◆ Material for the task ◆
========

//! Server configuration read from the environment at startup

use std::net::{IpAddr, SocketAddr};
use std::path::PathBuf;
use std::time::Duration;

use anyhow::{anyhow, Context};
use axum::http::HeaderValue;
use tower_http::cors::{AllowOrigin, Any, CorsLayer};

use flow_core::DatabaseConfig;

use crate::feature_flags::{parse_flag, FEATURE_AUTH};

pub const DEFAULT_JWT_SECRET: &str = "dev-jwt-secret-change-me";
const DEFAULT_TOKEN_TTL_SECONDS: i64 = 60 * 60 * 8;
const DEFAULT_PORT: u16 = 8000;
const DEFAULT_POOL_SIZE: u32 = 8;
const DEFAULT_CONNECT_RETRIES: u32 = 5;
const DEFAULT_RETRY_DELAY_SECONDS: u64 = 5;

const DEFAULT_CORS_ORIGINS: &[&str] = &[
    "http://localhost:8000",
    "http://127.0.0.1:8000",
    "http://127.0.0.1:5500",
    "https://flowscheduler-app.onrender.com",
];

#[derive(Debug, Clone, PartialEq, Eq)]
pub enum CorsOrigins {
    Any,
    List(Vec<String>),
}

#[derive(Debug, Clone)]
pub struct ServerConfig {
    pub data_dir: PathBuf,
    pub database_path: PathBuf,
    pub bind_addr: SocketAddr,
    pub jwt_secret: String,
    pub token_ttl_seconds: i64,
    pub cors_origins: CorsOrigins,
    pub db_pool_size: u32,
    pub db_connect_retries: u32,
    pub db_retry_delay: Duration,
    pub auth_enabled: bool,
}

impl ServerConfig {
    pub fn from_env() -> anyhow::Result<Self> {
        Self::from_lookup(|name| std::env::var(name).ok())
    }

    fn from_lookup(lookup: impl Fn(&str) -> Option<String>) -> anyhow::Result<Self> {
        let value = |name: &str| {
            lookup(name)
                .map(|raw| raw.trim().to_string())
                .filter(|raw| !raw.is_empty())
        };

        let data_dir = value("FLOW_DATA_DIR")
            .map(PathBuf::from)
            .unwrap_or_else(|| PathBuf::from(".flow-data"));
        let database_path = value("FLOW_DATABASE_PATH")
            .map(PathBuf::from)
            .unwrap_or_else(|| data_dir.join("flow.db"));

        let ip: IpAddr = match value("FLOW_BIND_ADDR") {
            Some(raw) => raw
                .parse()
                .with_context(|| format!("FLOW_BIND_ADDR '{}' is not an IP address", raw))?,
            None => IpAddr::from([0, 0, 0, 0]),
        };
        let port = parse_or("PORT", value("PORT"), DEFAULT_PORT)?;

        let cors_origins = match value("FLOW_CORS_ORIGINS") {
            Some(raw) if raw == "*" => CorsOrigins::Any,
            Some(raw) => CorsOrigins::List(
                raw.split(',')
                    .map(|origin| origin.trim().to_string())
                    .filter(|origin| !origin.is_empty())
                    .collect(),
            ),
            None => CorsOrigins::List(DEFAULT_CORS_ORIGINS.iter().map(|o| o.to_string()).collect()),
        };

        Ok(Self {
            data_dir,
            database_path,
            bind_addr: SocketAddr::new(ip, port),
            jwt_secret: value("FLOW_JWT_SECRET").unwrap_or_else(|| DEFAULT_JWT_SECRET.to_string()),
            token_ttl_seconds: parse_or(
                "FLOW_TOKEN_TTL_SECONDS",
                value("FLOW_TOKEN_TTL_SECONDS"),
                DEFAULT_TOKEN_TTL_SECONDS,
            )?,
            cors_origins,
            db_pool_size: parse_or("FLOW_DB_POOL_SIZE", value("FLOW_DB_POOL_SIZE"), DEFAULT_POOL_SIZE)?
                .max(1),
            db_connect_retries: parse_or(
                "FLOW_DB_CONNECT_RETRIES",
                value("FLOW_DB_CONNECT_RETRIES"),
                DEFAULT_CONNECT_RETRIES,
            )?,
            db_retry_delay: Duration::from_secs(parse_or(
                "FLOW_DB_RETRY_DELAY_SECONDS",
                value("FLOW_DB_RETRY_DELAY_SECONDS"),
                DEFAULT_RETRY_DELAY_SECONDS,
            )?),
            auth_enabled: parse_flag(lookup(FEATURE_AUTH).as_deref(), true),
        })
    }

    pub fn database_config(&self) -> DatabaseConfig {
        DatabaseConfig::new(self.database_path.clone()).with_pool_size(self.db_pool_size)
    }

    pub fn uses_default_secret(&self) -> bool {
        self.jwt_secret == DEFAULT_JWT_SECRET
    }

    pub fn cors_layer(&self) -> anyhow::Result<CorsLayer> {
        let allow_origin = match &self.cors_origins {
            CorsOrigins::Any => AllowOrigin::from(Any),
            CorsOrigins::List(origins) => {
                let origins = origins
                    .iter()
                    .map(|origin| {
                        HeaderValue::from_str(origin)
                            .map_err(|_| anyhow!("Invalid CORS origin '{}'", origin))
                    })
                    .collect::<anyhow::Result<Vec<_>>>()?;
                AllowOrigin::list(origins)
            }
        };

        Ok(CorsLayer::new()
            .allow_origin(allow_origin)
            .allow_methods(Any)
            .allow_headers(Any))
    }
}

fn parse_or<T>(name: &str, raw: Option<String>, default: T) -> anyhow::Result<T>
where
    T: std::str::FromStr,
    T::Err: std::error::Error + Send + Sync + 'static,
{
    match raw {
        Some(raw) => raw
            .parse()
            .with_context(|| format!("{} has invalid value '{}'", name, raw)),
        None => Ok(default),
    }
}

========

◆ Exercise ◆
All lines above with "CorsOrigins" in them should be returned.

◆ Answer ◆
pub enum CorsOrigins {
    pub cors_origins: CorsOrigins,
            Some(raw) if raw == "*" => CorsOrigins::Any,
            Some(raw) => CorsOrigins::List(
            None => CorsOrigins::List(DEFAULT_CORS_ORIGINS.iter().map(|o| o.to_string()).collect()),
            CorsOrigins::Any => AllowOrigin::from(Any),
            CorsOrigins::List(origins) => {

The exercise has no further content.